Proof verification : $f$ is increasing at $x_0$. Q. Let $f:(a,b) \rightarrow \mathbb R$ and $x_0 \in (a,b)$. $f$ is differentiable function. Determine the relationship of following statements.
(a) $f^\prime (x_0) \gt 0$
(b) $f$ is increasing at $x_0$
(c) $f$ is increasing function on some intervals that contain $x_0$.
My proof
(a) $\rightarrow$ (b)  
$\lim_{h \to 0} {{f(x_0 +h) - f(x_0)} \over h} = \lim_{h \to 0+} {{f(x_0 +h) - f(x_0)} \over h} = \lim_{h \to 0-} {{f(x_0 +h) - f(x_0)} \over h} = \alpha \gt 0$
Therefore, there exists $\delta \gt 0$ s.t. $0 \lt h \lt \delta \Rightarrow f(x_0+h) - f(x_0) \gt 0$ and $-\delta \lt h \lt 0 \Rightarrow f(x_0+h) - f(x_0) \lt 0$. So $f$ is increasing at $x_0$.
(b) $\rightarrow$ (c)
Using the above notation of $\delta$, it follows that $f$ is increasing function on $N(x_0, \delta)$.
(c) $\rightarrow$ (a)
If $f$ is increasing function on $N(x_0, \delta)$, then $\lim_{h \to 0+} {{f(x_0 +h) - f(x_0)} \over h} = \lim_{h \to 0-} {{f(x_0 +h) - f(x_0)} \over h} \gt 0$.
Therefore $f^\prime (x_0) \gt 0$.
(a), (b), (c) is equivalent.
I heard that (b) $\rightarrow$ (c) can be false in some functions, but as $f$ is differentiable, I think it doesn't matter. Did I proved it right? Do I have to add some more?
 A: The only valid relationship is $(a) \Rightarrow (b) $ (apart from the trivial implication $(c) \Rightarrow (b) $ pointed out by user "edm" via comment). There exist counter-examples to show that other implications do not hold. Also note the meaning of "increasing at a point" and "increasing on an interval":

A function $f$ defined on a certain neighborhood $I$ of $c$ is said to be increasing at point $c$ if there is another neighborhood $J$ of $c$ such that $x\in J, x<c\Rightarrow f(x) \leq f(c) $ and $x\in J, x>c\Rightarrow f(x) \geq f(c) $.
A function $f$ defined on an interval $I$ is said to be increasing on interval $I$ if $x, y\in I, x<y\Rightarrow f(x) \leq f(y) $.

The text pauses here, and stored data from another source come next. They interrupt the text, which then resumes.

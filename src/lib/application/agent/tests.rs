use super::*;
use crate::application::retry::{RetryPolicy, RetryableTask, TerminalObserver, run_with_retries};
use crate::application::tooling::{ServerToolInfo, ToolInvokeError, ToolSession};
use crate::model::{ModelError, ModelProvider, ModelRequest, ModelResponse};
use crate::types::MessageRole;
use async_trait::async_trait;
use serde_json::{Value, json};
use std::sync::Arc;
use std::time::Duration;
use tokio::sync::Mutex;

#[derive(Default)]
struct StubSession {
    tools: Vec<ServerToolInfo>,
    guidance: Vec<(String, String)>,
    result: Value,
    transport_failure: bool,
    calls: Mutex<Vec<(String, Value)>>,
}

impl StubSession {
    fn browser() -> Self {
        Self {
            tools: vec![tool("browser_navigate"), tool("browser_extract")],
            result: json!({"content": [{"type": "text", "text": "ok"}]}),
            ..Default::default()
        }
    }
}

fn tool(name: &str) -> ServerToolInfo {
    ServerToolInfo {
        name: name.to_string(),
        server: "playwright".to_string(),
        description: Some(format!("{name} description")),
        input_schema: Some(json!({"type": "object"})),
    }
}

#[async_trait]
impl ToolSession for StubSession {
    async fn list_tools(&self) -> Vec<ServerToolInfo> {
        self.tools.clone()
    }

    async fn call_tool(&self, tool: &str, arguments: Value) -> Result<Value, ToolInvokeError> {
        self.calls
            .lock()
            .await
            .push((tool.to_string(), arguments));
        if self.transport_failure {
            return Err(ToolInvokeError::Terminated {
                server: "playwright".to_string(),
            });
        }
        if !self.tools.iter().any(|info| info.name == tool) {
            return Err(ToolInvokeError::UnknownTool {
                tool: tool.to_string(),
            });
        }
        Ok(self.result.clone())
    }

    async fn instructions(&self) -> Vec<(String, String)> {
        self.guidance.clone()
    }
}

#[derive(Clone)]
struct ScriptedProvider {
    responses: Arc<Mutex<Vec<String>>>,
    recordings: Arc<Mutex<Vec<ModelRequest>>>,
}

impl ScriptedProvider {
    fn new(responses: Vec<&str>) -> Self {
        Self {
            responses: Arc::new(Mutex::new(
                responses.into_iter().map(String::from).collect(),
            )),
            recordings: Arc::new(Mutex::new(Vec::new())),
        }
    }

    async fn requests(&self) -> Vec<ModelRequest> {
        self.recordings.lock().await.clone()
    }
}

#[async_trait]
impl ModelProvider for ScriptedProvider {
    async fn chat(&self, request: ModelRequest) -> Result<ModelResponse, ModelError> {
        self.recordings.lock().await.push(request);
        let mut responses = self.responses.lock().await;
        if responses.is_empty() {
            return Err(ModelError::invalid_response("script exhausted"));
        }
        Ok(ModelResponse::new(responses.remove(0)))
    }
}

fn agent(provider: ScriptedProvider, session: Arc<StubSession>) -> Agent<ScriptedProvider> {
    Agent::new(provider, session, AgentOptions::default())
}

#[tokio::test]
async fn agent_returns_final_response_without_tools() {
    let provider = ScriptedProvider::new(vec![r#"{"action":"final","response":"done"}"#]);
    let session = Arc::new(StubSession::browser());

    let outcome = agent(provider.clone(), session.clone())
        .run("say done")
        .await
        .expect("run");

    assert_eq!(outcome.response, "done");
    assert!(outcome.steps.is_empty());
    assert!(!outcome.hit_step_limit);
    assert!(session.calls.lock().await.is_empty());

    let requests = provider.requests().await;
    assert_eq!(requests.len(), 1);
    assert_eq!(requests[0].model, "gpt-4o");
    assert_eq!(requests[0].messages[0].role, MessageRole::System);
    assert!(requests[0].messages[0].content.contains("- browser_navigate"));
    assert_eq!(requests[0].messages[1].content, "say done");
}

#[tokio::test]
async fn agent_calls_tool_and_feeds_result_back() {
    let provider = ScriptedProvider::new(vec![
        r#"{"action":"call_tool","tool":"browser_navigate","input":{"url":"https://example.com"}}"#,
        r#"{"action":"final","response":"Example Domain"}"#,
    ]);
    let session = Arc::new(StubSession::browser());

    let outcome = agent(provider.clone(), session.clone())
        .run("open example.com")
        .await
        .expect("run");

    assert_eq!(outcome.response, "Example Domain");
    assert_eq!(outcome.steps.len(), 1);
    assert!(outcome.steps[0].success);
    assert_eq!(outcome.steps[0].message.as_deref(), Some("ok"));

    let calls = session.calls.lock().await.clone();
    assert_eq!(
        calls,
        vec![(
            "browser_navigate".to_string(),
            json!({"url": "https://example.com"})
        )]
    );

    let requests = provider.requests().await;
    let follow_up = requests[1].messages.last().expect("tool result message");
    assert_eq!(follow_up.role, MessageRole::User);
    let payload: Value = serde_json::from_str(&follow_up.content).expect("json payload");
    assert_eq!(payload["tool_result"]["tool"], "browser_navigate");
    assert_eq!(payload["tool_result"]["success"], true);
}

#[tokio::test]
async fn unknown_tool_is_reported_to_the_model_instead_of_failing() {
    let provider = ScriptedProvider::new(vec![
        r#"{"action":"call_tool","tool":"browser_teleport"}"#,
        r#"{"action":"final","response":"recovered"}"#,
    ]);

    let outcome = agent(provider.clone(), Arc::new(StubSession::browser()))
        .run("task")
        .await
        .expect("run");

    assert_eq!(outcome.response, "recovered");
    assert!(!outcome.steps[0].success);
    let requests = provider.requests().await;
    let feedback = &requests[1].messages.last().expect("feedback").content;
    assert!(feedback.contains("does not exist"));
}

#[tokio::test]
async fn tool_reported_errors_mark_the_step_unsuccessful() {
    let provider = ScriptedProvider::new(vec![
        r#"{"action":"call_tool","tool":"browser_extract","input":{}}"#,
        r#"{"action":"final","response":"nothing found"}"#,
    ]);
    let session = Arc::new(StubSession {
        result: json!({"isError": true, "content": [{"type": "text", "text": "selector not found"}]}),
        ..StubSession::browser()
    });

    let outcome = agent(provider, session).run("task").await.expect("run");

    assert!(!outcome.steps[0].success);
    assert_eq!(outcome.steps[0].message.as_deref(), Some("selector not found"));
}

#[tokio::test]
async fn list_tools_pseudo_tool_returns_catalogue() {
    let provider = ScriptedProvider::new(vec![
        r#"{"action":"call_tool","tool":"list_tools"}"#,
        r#"{"action":"final","response":"listed"}"#,
    ]);
    let session = Arc::new(StubSession::browser());

    let outcome = agent(provider, session.clone()).run("task").await.expect("run");

    assert_eq!(outcome.steps[0].tool, "list_tools");
    let catalogue = outcome.steps[0].message.as_deref().expect("catalogue");
    assert!(catalogue.contains("browser_extract"));
    assert!(session.calls.lock().await.is_empty());
}

#[tokio::test]
async fn transport_failure_ends_the_attempt() {
    let provider = ScriptedProvider::new(vec![r#"{"action":"call_tool","tool":"browser_navigate"}"#]);
    let session = Arc::new(StubSession {
        transport_failure: true,
        ..StubSession::browser()
    });

    let err = agent(provider, session).run("task").await.expect_err("must fail");
    assert!(matches!(
        err,
        AgentError::Tool(ToolError::Execution { ref tool, .. }) if tool == "browser_navigate"
    ));
}

#[tokio::test]
async fn step_limit_returns_stop_message() {
    let call = r#"{"action":"call_tool","tool":"browser_navigate"}"#;
    let provider = ScriptedProvider::new(vec![call, call, call]);
    let session = Arc::new(StubSession::browser());
    let options = AgentOptions {
        max_steps: 2,
        ..AgentOptions::default()
    };

    let outcome = Agent::new(provider, session.clone(), options)
        .run("loop forever")
        .await
        .expect("run");

    assert!(outcome.hit_step_limit);
    assert_eq!(
        outcome.response,
        "Agent stopped after reaching the maximum number of steps (2)."
    );
    assert_eq!(outcome.steps.len(), 2);
    assert_eq!(session.calls.lock().await.len(), 2);
}

#[tokio::test]
async fn malformed_reply_triggers_correction_request() {
    let provider = ScriptedProvider::new(vec![
        "I will now open the page.",
        r#"{"action":"final","response":"fixed"}"#,
    ]);

    let outcome = agent(provider.clone(), Arc::new(StubSession::browser()))
        .run("task")
        .await
        .expect("run");

    assert_eq!(outcome.response, "fixed");
    let requests = provider.requests().await;
    assert_eq!(requests.len(), 2);
    let correction = requests[1].messages.last().expect("correction");
    assert!(correction.content.contains("Error details"));
}

#[tokio::test]
async fn persistent_malformed_replies_fail_the_attempt() {
    let provider = ScriptedProvider::new(vec!["nope", "still no", "no json", "never"]);

    let err = agent(provider.clone(), Arc::new(StubSession::browser()))
        .run("task")
        .await
        .expect_err("must fail");

    assert!(matches!(err, AgentError::InvalidResponse(_)));
    assert_eq!(provider.requests().await.len(), 4);
}

#[tokio::test]
async fn server_guidance_is_included_in_system_prompt() {
    let provider = ScriptedProvider::new(vec![r#"{"action":"final","response":"ok"}"#]);
    let session = Arc::new(StubSession {
        guidance: vec![("playwright".into(), "Prefer snapshots over screenshots.".into())],
        ..StubSession::browser()
    });

    agent(provider.clone(), session).run("task").await.expect("run");

    let system = &provider.requests().await[0].messages[0].content;
    assert!(system.contains("Server 'playwright' guidance: Prefer snapshots over screenshots."));
}

#[tokio::test(start_paused = true)]
async fn model_failure_is_retried_through_the_task_interface() {
    let provider = ScriptedProvider::new(vec![]);
    let agent = agent(provider.clone(), Arc::new(StubSession::browser()));
    let mut printed = TerminalObserver::new(Vec::new());

    assert!(agent.attempt("task").await.is_err());
    let outcome = run_with_retries(
        &agent,
        "task",
        &RetryPolicy::new(2, Duration::from_secs(2)),
        &mut printed,
    )
    .await;

    assert_eq!(outcome.attempts(), 2);
    assert_eq!(outcome.into_message(), "Agent failed after multiple attempts.");
    assert_eq!(provider.requests().await.len(), 3);
}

We have similar definitions for strictly increasing if the weak inequalities used above are replaced by their stronger versions. By the above definitions it is clear that if $f$ is increasing at $c$ then it does not necessarily imply that $f$ is increasing in some neighborhood of $c$.
To understand the differences in above concepts clearly, we use a very famous example from Hardy's masterpiece A Course of Pure Mathematics $$f(x) =x^{2}\sin(1/x)+kx, f(0)=0$$ where $k$ is some fixed number in interval $(0,1)$. We have $$f'(x) =2x\sin(1/x)-\cos(1/x)+k,f'(0)=k>0$$ Since $f'(0)$ is positive it can be easily proved (using definition of derivative as a limit) that $f$ is (strictly) increasing at $0$. But as $x\to 0$, the derivative $f'(x) $ oscillates between $k-1<0$ and $k+1>0$ so that every neighborhood of $0$ contains points at which derivative is negative and hence $f$ cannot be increasing in any such neighborhood. This shows that $(b) $ of your question does not necessarily imply $(c) $.
Next consider the function $f(x) =x^{3}$. Then $f$ is increasing at $0$ as well as increasing in every interval and yet $f'(0)=0$ so that the implication $(b) \Rightarrow (a) $ as well as implication $(c) \Rightarrow (a) $ does not hold in general.

You should be able to figure out why your argument for implication $(b) \Rightarrow (c) $ as well as for implication $(c) \Rightarrow (a) $ is wrong.

It is interesting to note the following relation between $(b) $ and $(c) $ (mentioned in the links by user Dave L. Renfro via comment, also given as a solved exercise in Hardy's book mentioned earlier):

If $f$ is increasing at every point of an interval $I$, then $f$ is increasing in interval $I$.

The proof of the above result depends on completeness of real numbers and although the result may seem obvious the proof is not that obvious.